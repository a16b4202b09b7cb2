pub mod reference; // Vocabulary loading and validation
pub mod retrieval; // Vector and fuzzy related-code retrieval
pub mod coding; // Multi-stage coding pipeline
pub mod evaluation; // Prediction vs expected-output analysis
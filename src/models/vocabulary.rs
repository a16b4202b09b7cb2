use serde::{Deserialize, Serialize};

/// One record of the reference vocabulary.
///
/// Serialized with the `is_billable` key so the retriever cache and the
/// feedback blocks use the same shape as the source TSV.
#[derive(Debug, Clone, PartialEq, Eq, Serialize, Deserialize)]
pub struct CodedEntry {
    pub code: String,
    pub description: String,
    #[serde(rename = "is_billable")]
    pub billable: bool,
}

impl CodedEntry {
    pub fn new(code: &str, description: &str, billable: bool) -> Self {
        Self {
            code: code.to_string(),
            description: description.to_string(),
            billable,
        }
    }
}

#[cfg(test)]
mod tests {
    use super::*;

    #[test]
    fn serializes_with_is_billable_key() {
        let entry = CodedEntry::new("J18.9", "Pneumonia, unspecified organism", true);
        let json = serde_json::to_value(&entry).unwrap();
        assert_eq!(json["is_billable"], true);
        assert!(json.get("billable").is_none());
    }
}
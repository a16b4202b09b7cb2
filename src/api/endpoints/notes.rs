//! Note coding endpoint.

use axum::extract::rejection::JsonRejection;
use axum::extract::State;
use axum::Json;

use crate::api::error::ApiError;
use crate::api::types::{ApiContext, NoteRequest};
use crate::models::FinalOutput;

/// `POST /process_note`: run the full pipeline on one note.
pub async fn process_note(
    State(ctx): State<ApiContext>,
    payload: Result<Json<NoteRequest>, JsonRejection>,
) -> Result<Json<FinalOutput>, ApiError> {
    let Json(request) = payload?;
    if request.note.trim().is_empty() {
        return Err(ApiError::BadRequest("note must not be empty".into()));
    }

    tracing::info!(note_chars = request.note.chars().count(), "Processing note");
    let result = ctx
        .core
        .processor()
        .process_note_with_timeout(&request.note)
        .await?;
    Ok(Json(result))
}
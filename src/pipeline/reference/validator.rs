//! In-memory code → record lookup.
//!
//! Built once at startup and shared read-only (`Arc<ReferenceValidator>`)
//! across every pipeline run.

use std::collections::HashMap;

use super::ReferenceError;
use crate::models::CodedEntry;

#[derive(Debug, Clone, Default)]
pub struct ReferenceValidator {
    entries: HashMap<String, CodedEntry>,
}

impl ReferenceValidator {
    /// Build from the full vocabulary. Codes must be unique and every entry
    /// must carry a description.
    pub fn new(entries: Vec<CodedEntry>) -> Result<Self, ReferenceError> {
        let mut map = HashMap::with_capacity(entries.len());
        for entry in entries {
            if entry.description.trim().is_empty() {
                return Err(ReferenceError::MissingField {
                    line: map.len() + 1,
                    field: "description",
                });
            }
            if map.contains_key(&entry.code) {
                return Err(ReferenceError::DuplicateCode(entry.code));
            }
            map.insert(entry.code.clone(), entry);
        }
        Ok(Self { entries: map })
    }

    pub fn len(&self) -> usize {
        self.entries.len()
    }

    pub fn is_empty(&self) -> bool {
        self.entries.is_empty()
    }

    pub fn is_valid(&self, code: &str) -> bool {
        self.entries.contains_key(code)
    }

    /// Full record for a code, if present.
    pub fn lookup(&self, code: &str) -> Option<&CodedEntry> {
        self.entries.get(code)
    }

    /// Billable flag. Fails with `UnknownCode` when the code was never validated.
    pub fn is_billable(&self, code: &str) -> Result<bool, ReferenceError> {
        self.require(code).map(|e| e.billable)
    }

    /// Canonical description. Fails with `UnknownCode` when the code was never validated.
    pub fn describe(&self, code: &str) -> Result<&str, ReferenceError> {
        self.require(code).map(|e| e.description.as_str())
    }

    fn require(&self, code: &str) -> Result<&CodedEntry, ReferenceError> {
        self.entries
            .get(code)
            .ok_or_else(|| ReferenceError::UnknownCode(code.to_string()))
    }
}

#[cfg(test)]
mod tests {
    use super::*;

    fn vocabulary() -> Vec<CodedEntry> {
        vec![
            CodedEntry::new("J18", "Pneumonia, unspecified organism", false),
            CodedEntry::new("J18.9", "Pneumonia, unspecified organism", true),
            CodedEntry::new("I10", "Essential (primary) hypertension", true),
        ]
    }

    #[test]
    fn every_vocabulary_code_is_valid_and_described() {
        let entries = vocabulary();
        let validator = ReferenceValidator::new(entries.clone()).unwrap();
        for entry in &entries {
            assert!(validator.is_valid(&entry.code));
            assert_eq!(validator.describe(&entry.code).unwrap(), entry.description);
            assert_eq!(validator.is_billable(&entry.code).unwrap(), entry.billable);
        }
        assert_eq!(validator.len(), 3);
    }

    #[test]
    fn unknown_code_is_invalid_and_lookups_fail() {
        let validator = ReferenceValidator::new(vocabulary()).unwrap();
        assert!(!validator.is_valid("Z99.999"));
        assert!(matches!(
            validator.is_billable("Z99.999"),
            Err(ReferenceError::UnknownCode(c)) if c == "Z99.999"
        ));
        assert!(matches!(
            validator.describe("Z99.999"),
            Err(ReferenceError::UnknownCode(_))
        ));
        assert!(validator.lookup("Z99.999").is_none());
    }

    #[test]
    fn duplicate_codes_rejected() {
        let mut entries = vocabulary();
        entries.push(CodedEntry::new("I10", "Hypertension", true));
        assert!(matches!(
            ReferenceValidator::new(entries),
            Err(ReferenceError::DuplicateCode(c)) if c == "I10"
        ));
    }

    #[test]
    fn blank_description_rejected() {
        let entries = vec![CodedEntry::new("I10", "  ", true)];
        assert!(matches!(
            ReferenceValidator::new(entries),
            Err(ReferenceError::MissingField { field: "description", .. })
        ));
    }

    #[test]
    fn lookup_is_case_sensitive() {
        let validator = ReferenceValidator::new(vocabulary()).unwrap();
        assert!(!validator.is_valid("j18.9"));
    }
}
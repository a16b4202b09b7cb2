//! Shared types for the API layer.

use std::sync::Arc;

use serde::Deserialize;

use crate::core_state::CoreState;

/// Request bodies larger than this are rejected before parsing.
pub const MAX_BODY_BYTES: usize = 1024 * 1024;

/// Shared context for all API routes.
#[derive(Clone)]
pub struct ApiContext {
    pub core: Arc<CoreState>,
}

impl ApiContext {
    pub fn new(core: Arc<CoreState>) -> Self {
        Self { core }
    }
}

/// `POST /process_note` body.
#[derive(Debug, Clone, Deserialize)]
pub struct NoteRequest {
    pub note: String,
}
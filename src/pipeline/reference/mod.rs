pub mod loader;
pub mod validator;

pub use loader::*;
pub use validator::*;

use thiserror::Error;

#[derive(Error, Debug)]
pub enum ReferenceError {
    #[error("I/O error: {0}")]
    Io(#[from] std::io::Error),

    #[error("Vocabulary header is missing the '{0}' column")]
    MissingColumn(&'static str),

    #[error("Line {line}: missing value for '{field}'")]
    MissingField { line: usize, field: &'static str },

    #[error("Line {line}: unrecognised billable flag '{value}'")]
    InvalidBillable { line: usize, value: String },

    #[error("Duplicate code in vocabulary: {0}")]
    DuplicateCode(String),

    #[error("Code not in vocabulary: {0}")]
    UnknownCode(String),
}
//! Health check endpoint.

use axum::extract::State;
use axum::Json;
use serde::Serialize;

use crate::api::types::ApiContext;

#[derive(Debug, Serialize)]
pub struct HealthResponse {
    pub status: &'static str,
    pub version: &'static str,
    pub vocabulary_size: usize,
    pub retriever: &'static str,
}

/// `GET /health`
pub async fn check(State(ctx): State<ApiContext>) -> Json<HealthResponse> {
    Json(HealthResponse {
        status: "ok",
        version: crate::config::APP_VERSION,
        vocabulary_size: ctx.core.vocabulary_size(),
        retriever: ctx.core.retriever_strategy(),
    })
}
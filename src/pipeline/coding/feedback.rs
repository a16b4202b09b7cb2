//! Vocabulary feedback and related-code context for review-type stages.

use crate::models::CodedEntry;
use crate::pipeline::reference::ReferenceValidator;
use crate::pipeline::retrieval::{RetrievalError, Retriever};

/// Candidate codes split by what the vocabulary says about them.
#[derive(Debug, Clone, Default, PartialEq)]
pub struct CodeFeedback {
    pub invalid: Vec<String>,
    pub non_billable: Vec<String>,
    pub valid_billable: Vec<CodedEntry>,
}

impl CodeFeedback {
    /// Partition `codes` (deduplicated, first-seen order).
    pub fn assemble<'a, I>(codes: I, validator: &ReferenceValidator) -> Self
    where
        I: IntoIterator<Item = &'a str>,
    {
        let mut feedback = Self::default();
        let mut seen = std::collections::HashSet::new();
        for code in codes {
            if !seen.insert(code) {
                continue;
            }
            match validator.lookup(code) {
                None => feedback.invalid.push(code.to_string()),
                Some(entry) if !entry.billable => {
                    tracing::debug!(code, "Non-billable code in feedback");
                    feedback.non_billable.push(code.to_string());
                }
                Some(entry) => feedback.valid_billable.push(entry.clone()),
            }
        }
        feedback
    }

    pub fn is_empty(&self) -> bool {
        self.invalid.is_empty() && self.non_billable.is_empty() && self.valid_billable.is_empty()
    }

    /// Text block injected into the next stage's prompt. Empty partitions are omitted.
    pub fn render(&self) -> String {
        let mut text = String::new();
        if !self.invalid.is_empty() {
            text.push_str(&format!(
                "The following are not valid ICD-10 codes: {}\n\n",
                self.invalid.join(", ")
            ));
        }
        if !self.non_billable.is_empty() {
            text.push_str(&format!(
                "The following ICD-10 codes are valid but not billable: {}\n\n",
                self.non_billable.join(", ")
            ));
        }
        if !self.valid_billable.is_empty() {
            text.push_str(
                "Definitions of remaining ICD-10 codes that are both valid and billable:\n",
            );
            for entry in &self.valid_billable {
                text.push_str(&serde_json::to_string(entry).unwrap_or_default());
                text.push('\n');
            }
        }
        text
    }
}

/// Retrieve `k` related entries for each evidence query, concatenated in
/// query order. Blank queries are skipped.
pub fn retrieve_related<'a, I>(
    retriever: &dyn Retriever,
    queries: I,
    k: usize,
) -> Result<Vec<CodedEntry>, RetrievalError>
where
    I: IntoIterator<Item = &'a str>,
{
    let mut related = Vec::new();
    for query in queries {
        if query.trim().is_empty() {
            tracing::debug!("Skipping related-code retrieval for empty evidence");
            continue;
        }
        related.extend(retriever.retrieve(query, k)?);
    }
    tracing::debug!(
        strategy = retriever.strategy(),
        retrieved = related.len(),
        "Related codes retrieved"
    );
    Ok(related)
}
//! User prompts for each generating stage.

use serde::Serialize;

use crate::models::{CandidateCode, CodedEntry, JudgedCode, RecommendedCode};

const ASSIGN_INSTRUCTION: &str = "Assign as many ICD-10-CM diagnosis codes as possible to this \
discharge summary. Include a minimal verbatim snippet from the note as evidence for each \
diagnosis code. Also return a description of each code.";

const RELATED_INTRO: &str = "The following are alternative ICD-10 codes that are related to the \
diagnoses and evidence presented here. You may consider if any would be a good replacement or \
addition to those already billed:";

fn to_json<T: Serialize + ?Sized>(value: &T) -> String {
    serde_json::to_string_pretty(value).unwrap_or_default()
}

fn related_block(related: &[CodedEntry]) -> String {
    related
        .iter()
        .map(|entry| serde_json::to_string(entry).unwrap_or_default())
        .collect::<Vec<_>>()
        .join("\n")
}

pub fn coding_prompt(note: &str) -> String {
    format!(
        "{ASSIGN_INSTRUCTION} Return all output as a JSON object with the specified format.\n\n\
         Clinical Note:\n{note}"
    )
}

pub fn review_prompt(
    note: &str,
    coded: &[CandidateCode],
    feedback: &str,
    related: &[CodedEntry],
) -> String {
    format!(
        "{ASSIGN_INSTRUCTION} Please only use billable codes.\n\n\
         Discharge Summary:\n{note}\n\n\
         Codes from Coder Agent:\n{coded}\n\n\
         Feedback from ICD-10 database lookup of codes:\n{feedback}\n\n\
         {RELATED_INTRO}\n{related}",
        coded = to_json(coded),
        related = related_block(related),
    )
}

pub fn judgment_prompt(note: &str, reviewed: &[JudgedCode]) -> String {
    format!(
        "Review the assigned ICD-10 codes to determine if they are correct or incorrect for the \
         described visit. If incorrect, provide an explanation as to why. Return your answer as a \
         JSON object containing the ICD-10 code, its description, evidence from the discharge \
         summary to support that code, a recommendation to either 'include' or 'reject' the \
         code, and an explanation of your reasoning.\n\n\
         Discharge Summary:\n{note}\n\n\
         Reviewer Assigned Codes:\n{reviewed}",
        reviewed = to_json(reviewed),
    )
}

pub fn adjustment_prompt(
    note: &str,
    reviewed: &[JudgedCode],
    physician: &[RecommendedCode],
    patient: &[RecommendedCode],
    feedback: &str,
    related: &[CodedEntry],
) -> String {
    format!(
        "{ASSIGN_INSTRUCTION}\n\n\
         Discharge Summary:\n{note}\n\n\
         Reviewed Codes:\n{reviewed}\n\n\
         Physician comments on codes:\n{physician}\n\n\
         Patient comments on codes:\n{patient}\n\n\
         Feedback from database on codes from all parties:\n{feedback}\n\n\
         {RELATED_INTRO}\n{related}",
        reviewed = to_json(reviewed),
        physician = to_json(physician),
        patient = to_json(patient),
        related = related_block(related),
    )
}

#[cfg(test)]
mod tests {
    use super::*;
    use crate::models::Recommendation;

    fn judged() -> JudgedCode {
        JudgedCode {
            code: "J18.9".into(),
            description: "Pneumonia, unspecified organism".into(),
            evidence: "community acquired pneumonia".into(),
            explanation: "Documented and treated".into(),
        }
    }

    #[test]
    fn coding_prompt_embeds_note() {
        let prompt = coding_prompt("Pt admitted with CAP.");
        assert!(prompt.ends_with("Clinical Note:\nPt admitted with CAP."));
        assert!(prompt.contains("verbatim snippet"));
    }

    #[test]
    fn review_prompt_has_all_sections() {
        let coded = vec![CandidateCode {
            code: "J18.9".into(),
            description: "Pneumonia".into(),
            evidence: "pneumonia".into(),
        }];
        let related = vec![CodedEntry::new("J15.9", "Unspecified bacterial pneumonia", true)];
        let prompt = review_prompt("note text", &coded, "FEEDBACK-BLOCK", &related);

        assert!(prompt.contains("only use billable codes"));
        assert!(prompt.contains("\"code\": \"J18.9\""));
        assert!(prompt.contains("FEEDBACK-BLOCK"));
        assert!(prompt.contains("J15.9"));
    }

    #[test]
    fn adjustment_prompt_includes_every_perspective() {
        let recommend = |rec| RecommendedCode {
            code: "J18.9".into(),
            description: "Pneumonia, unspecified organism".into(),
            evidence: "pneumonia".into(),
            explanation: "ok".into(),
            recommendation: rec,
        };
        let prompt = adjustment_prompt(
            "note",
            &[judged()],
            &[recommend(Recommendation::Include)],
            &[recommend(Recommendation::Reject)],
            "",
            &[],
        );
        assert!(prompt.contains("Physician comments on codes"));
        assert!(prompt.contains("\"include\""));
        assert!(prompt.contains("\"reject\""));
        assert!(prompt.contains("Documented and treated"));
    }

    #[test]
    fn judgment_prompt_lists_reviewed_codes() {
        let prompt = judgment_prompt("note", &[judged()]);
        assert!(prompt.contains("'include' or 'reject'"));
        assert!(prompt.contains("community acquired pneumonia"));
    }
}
========
• THE TASK
Whenever the string "only" turns up in a line of the data, copy that line.

• RESULT OF THIS EXERCISE
//! Built once at startup and shared read-only (`Arc<ReferenceValidator>`)
        "{ASSIGN_INSTRUCTION} Please only use billable codes.\n\n\
        assert!(prompt.contains("only use billable codes"));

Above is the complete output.